::: Dataset extract

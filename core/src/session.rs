//! Per-client job state.
//!
//! # Design
//! A client tracks three independent slots:
//!
//! - feedback: `Idle` until a submit succeeds, then `AwaitingFeedback` with the
//!   ticket `respond` will report on.
//! - delegation: `Idle` until `enqueue` hands out a job, then `AwaitingAnswer`
//!   with the ticket `answer` will reply to. Enqueueing and receiving the
//!   challenge happen in one round-trip, so there is no separate "enqueued but
//!   unassigned" state.
//! - staged: the payload of the one asynchronous submission in flight.
//!
//! The session sits behind `Arc<Mutex<_>>` because an asynchronous submission
//! updates it from its worker thread.

use std::sync::{Mutex, MutexGuard};

use crate::types::{CaptchaSource, Ticket};

#[derive(Debug, Clone, Default, PartialEq, Eq)]
pub enum Feedback {
    #[default]
    Idle,
    AwaitingFeedback(Ticket),
}

#[derive(Debug, Clone, Default, PartialEq, Eq)]
pub enum Delegation {
    #[default]
    Idle,
    AwaitingAnswer(Ticket),
}

#[derive(Debug, Clone, Default, PartialEq, Eq)]
pub struct Session {
    feedback: Feedback,
    delegation: Delegation,
    staged: Option<CaptchaSource>,
}

impl Session {
    pub fn feedback(&self) -> &Feedback {
        &self.feedback
    }

    pub fn delegation(&self) -> &Delegation {
        &self.delegation
    }

    pub fn staged(&self) -> Option<&CaptchaSource> {
        self.staged.as_ref()
    }

    /// Ticket of the last successful submission, if not yet responded to.
    pub fn active_ticket(&self) -> Option<&Ticket> {
        match &self.feedback {
            Feedback::AwaitingFeedback(ticket) => Some(ticket),
            Feedback::Idle => None,
        }
    }

    /// Ticket of the delegated job, if not yet answered or dequeued.
    pub fn enqueued_ticket(&self) -> Option<&Ticket> {
        match &self.delegation {
            Delegation::AwaitingAnswer(ticket) => Some(ticket),
            Delegation::Idle => None,
        }
    }

    pub fn is_idle(&self) -> bool {
        self.feedback == Feedback::Idle && self.delegation == Delegation::Idle && self.staged.is_none()
    }

    pub(crate) fn submitted(&mut self, ticket: Ticket) {
        log::debug!("awaiting feedback on ticket {ticket}");
        self.feedback = Feedback::AwaitingFeedback(ticket);
    }

    pub(crate) fn responded(&mut self) {
        log::debug!("feedback delivered; no ticket pending");
        self.feedback = Feedback::Idle;
    }

    pub(crate) fn enqueued(&mut self, ticket: Ticket) {
        log::debug!("awaiting answer for delegated ticket {ticket}");
        self.delegation = Delegation::AwaitingAnswer(ticket);
    }

    pub(crate) fn release_delegation(&mut self) {
        log::debug!("delegated job released");
        self.delegation = Delegation::Idle;
    }

    /// Stage an asynchronous payload; `false` if one is already in flight.
    pub(crate) fn stage(&mut self, source: CaptchaSource) -> bool {
        if self.staged.is_some() {
            return false;
        }
        self.staged = Some(source);
        true
    }

    pub(crate) fn unstage(&mut self) {
        self.staged = None;
    }
}

/// Lock a mutex, recovering the data if a previous holder panicked.
pub(crate) fn lock<T>(mutex: &Mutex<T>) -> MutexGuard<'_, T> {
    mutex.lock().unwrap_or_else(|poisoned| {
        log::warn!("recovering state from a poisoned lock");
        poisoned.into_inner()
    })
}
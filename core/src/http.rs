//! HTTP transport types and the default blocking transport.
//!
//! # Design
//! Requests and responses are plain data. `RequestBuilder` produces an
//! `HttpRequest`, a `Transport` executes it, and the parser consumes the
//! returned `HttpResponse`. The client never talks to the network except
//! through the `Transport` it was built with, so tests can swap in a scripted
//! transport and hosts can bring their own HTTP stack.
//!
//! Responses are handed back whatever their status code: the service answers
//! 4xx/5xx with an XML `<error>` document that still has to be parsed.

use std::fmt;

use crate::error::Error;

/// HTTP method for a request.
#[derive(Debug, Clone, Copy, PartialEq, Eq)]
pub enum HttpMethod {
    Get,
    Post,
}

impl fmt::Display for HttpMethod {
    fn fmt(&self, f: &mut fmt::Formatter<'_>) -> fmt::Result {
        match self {
            HttpMethod::Get => f.write_str("GET"),
            HttpMethod::Post => f.write_str("POST"),
        }
    }
}

/// An HTTP request described as plain data.
///
/// `body` is `Some` only for POST requests, where it holds the complete
/// `multipart/form-data` payload including the closing boundary.
#[derive(Debug, Clone)]
pub struct HttpRequest {
    pub method: HttpMethod,
    pub url: String,
    pub headers: Vec<(String, String)>,
    pub body: Option<Vec<u8>>,
}

impl HttpRequest {
    /// Look up a header by case-insensitive name.
    pub fn header(&self, name: &str) -> Option<&str> {
        self.headers
            .iter()
            .find(|(key, _)| key.eq_ignore_ascii_case(name))
            .map(|(_, value)| value.as_str())
    }
}

/// An HTTP response described as plain data.
#[derive(Debug, Clone)]
pub struct HttpResponse {
    pub status: u16,
    pub headers: Vec<(String, String)>,
    pub body: Vec<u8>,
}

/// Executes one `HttpRequest` and returns the raw response.
///
/// Implementations must return non-2xx responses as `Ok`; only failures to
/// complete the exchange at all (connection refused, broken pipe) are `Err`.
pub trait Transport: Send + Sync {
    fn execute(&self, request: HttpRequest) -> Result<HttpResponse, Error>;
}

/// Blocking transport backed by a `ureq` agent.
///
/// Status-code-as-error is disabled so error documents reach the parser.
/// No request timeout is configured.
#[derive(Clone)]
pub struct UreqTransport {
    agent: ureq::Agent,
}

impl UreqTransport {
    pub fn new() -> Self {
        let agent = ureq::Agent::config_builder()
            .http_status_as_error(false)
            .build()
            .new_agent();
        Self { agent }
    }
}

impl Default for UreqTransport {
    fn default() -> Self {
        Self::new()
    }
}

impl fmt::Debug for UreqTransport {
    fn fmt(&self, f: &mut fmt::Formatter<'_>) -> fmt::Result {
        f.debug_struct("UreqTransport").finish_non_exhaustive()
    }
}

impl Transport for UreqTransport {
    fn execute(&self, request: HttpRequest) -> Result<HttpResponse, Error> {
        let result = match request.method {
            HttpMethod::Get => {
                let mut builder = self.agent.get(&request.url);
                for (name, value) in &request.headers {
                    builder = builder.header(name.as_str(), value.as_str());
                }
                builder.call()
            }
            HttpMethod::Post => {
                let mut builder = self.agent.post(&request.url);
                for (name, value) in &request.headers {
                    builder = builder.header(name.as_str(), value.as_str());
                }
                let body = request.body.unwrap_or_default();
                builder.send(&body[..])
            }
        };
        let mut response = result.map_err(|e| Error::Transport(e.to_string()))?;

        let status = response.status().as_u16();
        let headers = response
            .headers()
            .iter()
            .map(|(name, value)| {
                (
                    name.as_str().to_string(),
                    value.to_str().unwrap_or_default().to_string(),
                )
            })
            .collect();
        let body = response
            .body_mut()
            .read_to_vec()
            .map_err(|e| Error::Transport(e.to_string()))?;

        Ok(HttpResponse {
            status,
            headers,
            body,
        })
    }
}
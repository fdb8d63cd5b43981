//! # Lumen View
//!
//! Lifecycle coordination for VR/AR views. A view is one logical
//! "display surface + renderer + scene" unit that can move between
//! windowed preview, stereo VR and AR passthrough while the host app goes
//! through its lifecycle.
//!
//! ## Architecture
//!
//! ```text
//! Host lifecycle ──► LifecycleBridge ──┐
//!                                      ▼
//! Host API calls ─────────────► TransitionQueue (lifecycle lane, render lane)
//!                                      │
//!                                      ▼
//!                              transition worker ──► RenderSession ──► Renderer
//!                                      │
//!                                      ▼
//!                       ViewSnapshot (read by accessors) + ViewEvent stream
//! ```
//!
//! ## Example
//!
//! ```
//! use lumen_presenter::NullRenderer;
//! use lumen_view::prelude::*;
//! use std::sync::Arc;
//! use std::time::Duration;
//!
//! let view = ViewCoordinator::new(Arc::new(NullRenderer::new()), ViewConfig::default()).unwrap();
//! let bridge = LifecycleBridge::new(view.clone());
//!
//! bridge.handle(LifecycleEvent::Create).unwrap();
//! bridge.handle(LifecycleEvent::Resume).unwrap();
//!
//! view.set_vr_mode_enabled(true).unwrap();
//! view.wait_idle(Duration::from_secs(5)).unwrap();
//! assert_eq!(view.current_mode(), RenderMode::Vr);
//!
//! bridge.handle(LifecycleEvent::Destroy).unwrap();
//! assert_eq!(view.state(), ViewState::Destroyed);
//! ```

pub mod collaborators;
pub mod config;
pub mod coordinator;
pub mod error;
pub mod event;
pub mod lifecycle;
pub mod saved;
pub mod state;
pub mod validation;

mod queue;

pub use collaborators::{ContentView, MediaRecorder, NullContentView, NullRecorder};
pub use config::ViewConfig;
pub use coordinator::{ViewCoordinator, ViewCoordinatorBuilder};
pub use error::{ConfigError, ViewError, ViewResult};
pub use event::{EventHub, ViewEvent};
pub use lifecycle::{LifecycleBridge, LifecycleEvent};
pub use saved::SavedViewState;
pub use state::{ApiKeyStatus, RenderContext, ViewState, ViewStats};
pub use validation::{ApiKeyValidator, StaticValidator, ValidationOutcome, ValidationReply};

/// Prelude - commonly used types
pub mod prelude {
    pub use crate::{
        ApiKeyStatus, LifecycleBridge, LifecycleEvent, SavedViewState, ViewConfig,
        ViewCoordinator, ViewError, ViewEvent, ViewState,
    };
    pub use lumen_presenter::{DebugFlags, Renderer, Scene};
    pub use lumen_xr::{ModeDescriptor, RenderMode};
}
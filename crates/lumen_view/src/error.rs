//! Error types for view coordination

use lumen_presenter::{RehydrationError, RendererError};
use std::time::Duration;
use thiserror::Error;

/// Errors returned by the view coordinator and lifecycle bridge
#[derive(Debug, Clone, PartialEq, Eq, Error)]
pub enum ViewError {
    /// The coordinator has no live session for this call yet
    #[error("View not ready")]
    NotReady,

    /// The coordinator was destroyed
    #[error("View already destroyed")]
    AlreadyDestroyed,

    #[error("Device unavailable: {0}")]
    DeviceUnavailable(String),

    #[error("Context lost: {0}")]
    ContextLost(String),

    #[error("API key rejected: {0}")]
    ValidationRejected(String),

    #[error("Configuration error: {0}")]
    Config(String),

    #[error("Timed out after {0:?}")]
    Timeout(Duration),
}

impl From<RendererError> for ViewError {
    fn from(e: RendererError) -> Self {
        match e {
            RendererError::DeviceUnavailable(reason) => Self::DeviceUnavailable(reason),
            RendererError::ContextLost(reason) => Self::ContextLost(reason),
        }
    }
}

impl From<ConfigError> for ViewError {
    fn from(e: ConfigError) -> Self {
        Self::Config(e.to_string())
    }
}

impl From<RehydrationError> for ViewError {
    fn from(e: RehydrationError) -> Self {
        Self::Config(e.to_string())
    }
}

/// Errors from loading a view configuration
#[derive(Debug, Error)]
pub enum ConfigError {
    #[error("IO error: {0}")]
    Io(#[from] std::io::Error),

    #[error("TOML parse error: {0}")]
    Parse(#[from] toml::de::Error),

    #[error("Validation error: {0}")]
    Validation(String),
}

/// Result type for view operations
pub type ViewResult<T> = Result<T, ViewError>;
//! View state, published snapshot and counters

use crate::error::ViewError;
use lumen_presenter::{DebugFlags, SessionHandle, SessionId};
use lumen_xr::{ModeDescriptor, RenderMode};
use std::fmt;
use std::sync::Arc;

/// Coordinator lifecycle state
#[derive(Debug, Clone, Copy, PartialEq, Eq, Hash)]
pub enum ViewState {
    /// No session created yet
    Uninitialized,
    /// Session running
    Active,
    /// Session parked (host paused or a transition failed)
    Suspended,
    /// Mode or hardware change in progress
    ModeTransitioning,
    /// Terminal
    Destroyed,
}

impl ViewState {
    /// Check if renderer-facing accessors are available
    pub fn is_live(&self) -> bool {
        matches!(self, Self::Active | Self::Suspended)
    }
}

impl fmt::Display for ViewState {
    fn fmt(&self, f: &mut fmt::Formatter<'_>) -> fmt::Result {
        let name = match self {
            Self::Uninitialized => "uninitialized",
            Self::Active => "active",
            Self::Suspended => "suspended",
            Self::ModeTransitioning => "mode-transitioning",
            Self::Destroyed => "destroyed",
        };
        f.write_str(name)
    }
}

/// License key validation status
#[derive(Debug, Clone, Copy, PartialEq, Eq, Hash, Default)]
pub enum ApiKeyStatus {
    #[default]
    Unvalidated,
    Pending,
    Valid,
    Rejected,
}

impl ApiKeyStatus {
    /// Whether scene geometry may reach the renderer
    pub fn allows_submission(&self) -> bool {
        matches!(self, Self::Unvalidated | Self::Valid)
    }
}

/// Non-owning view of the active render session
#[derive(Debug, Clone, PartialEq)]
pub struct RenderContext {
    pub session: SessionId,
    pub handle: SessionHandle,
    pub mode: RenderMode,
    pub descriptor: Arc<ModeDescriptor>,
}

/// Everything readers see, replaced under one write lock
#[derive(Debug, Clone)]
pub(crate) struct ViewSnapshot {
    pub state: ViewState,
    pub descriptor: Arc<ModeDescriptor>,
    /// Mode of the live session, or the mode the next session will use
    pub mode: RenderMode,
    /// VR as requested by the host
    pub vr_requested: bool,
    pub api_status: ApiKeyStatus,
    pub debug: DebugFlags,
    pub context: Option<RenderContext>,
    pub last_error: Option<ViewError>,
}

/// Coordinator counters
#[derive(Debug, Clone, Default, PartialEq, Eq)]
pub struct ViewStats {
    /// Render sessions created
    pub sessions_created: u64,
    /// Render sessions destroyed
    pub sessions_destroyed: u64,
    /// Sessions kept across a transition
    pub sessions_reused: u64,
    /// Transitions that reached Active
    pub transitions_completed: u64,
    /// Transitions that fell back to Suspended
    pub transitions_failed: u64,
    /// Requests dispatched to the key validator
    pub validations_dispatched: u64,
    /// Scene bindings applied
    pub scenes_bound: u64,
}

::::::

» **Assignment**
In the entries above, the lines from the one bearing "complete the exchange" up to and including the one bearing "let body = response" should be transcribed exactly; no other line is wanted.

» **Output for this exercise**
/// complete the exchange at all (connection refused, broken pipe) are `Err`.
pub trait Transport: Send + Sync {
    fn execute(&self, request: HttpRequest) -> Result<HttpResponse, Error>;
}

/// Blocking transport backed by a `ureq` agent.
///
/// Status-code-as-error is disabled so error documents reach the parser.
/// No request timeout is configured.
#[derive(Clone)]
pub struct UreqTransport {
    agent: ureq::Agent,
}

impl UreqTransport {
    pub fn new() -> Self {
        let agent = ureq::Agent::config_builder()
            .http_status_as_error(false)
            .build()
            .new_agent();
        Self { agent }
    }
}

impl Default for UreqTransport {
    fn default() -> Self {
        Self::new()
    }
}

impl fmt::Debug for UreqTransport {
    fn fmt(&self, f: &mut fmt::Formatter<'_>) -> fmt::Result {
        f.debug_struct("UreqTransport").finish_non_exhaustive()
    }
}

impl Transport for UreqTransport {
    fn execute(&self, request: HttpRequest) -> Result<HttpResponse, Error> {
        let result = match request.method {
            HttpMethod::Get => {
                let mut builder = self.agent.get(&request.url);
                for (name, value) in &request.headers {
                    builder = builder.header(name.as_str(), value.as_str());
                }
                builder.call()
            }
            HttpMethod::Post => {
                let mut builder = self.agent.post(&request.url);
                for (name, value) in &request.headers {
                    builder = builder.header(name.as_str(), value.as_str());
                }
                let body = request.body.unwrap_or_default();
                builder.send(&body[..])
            }
        };
        let mut response = result.map_err(|e| Error::Transport(e.to_string()))?;

        let status = response.status().as_u16();
        let headers = response
            .headers()
            .iter()
            .map(|(name, value)| {
                (
                    name.as_str().to_string(),
                    value.to_str().unwrap_or_default().to_string(),
                )
            })
            .collect();
        let body = response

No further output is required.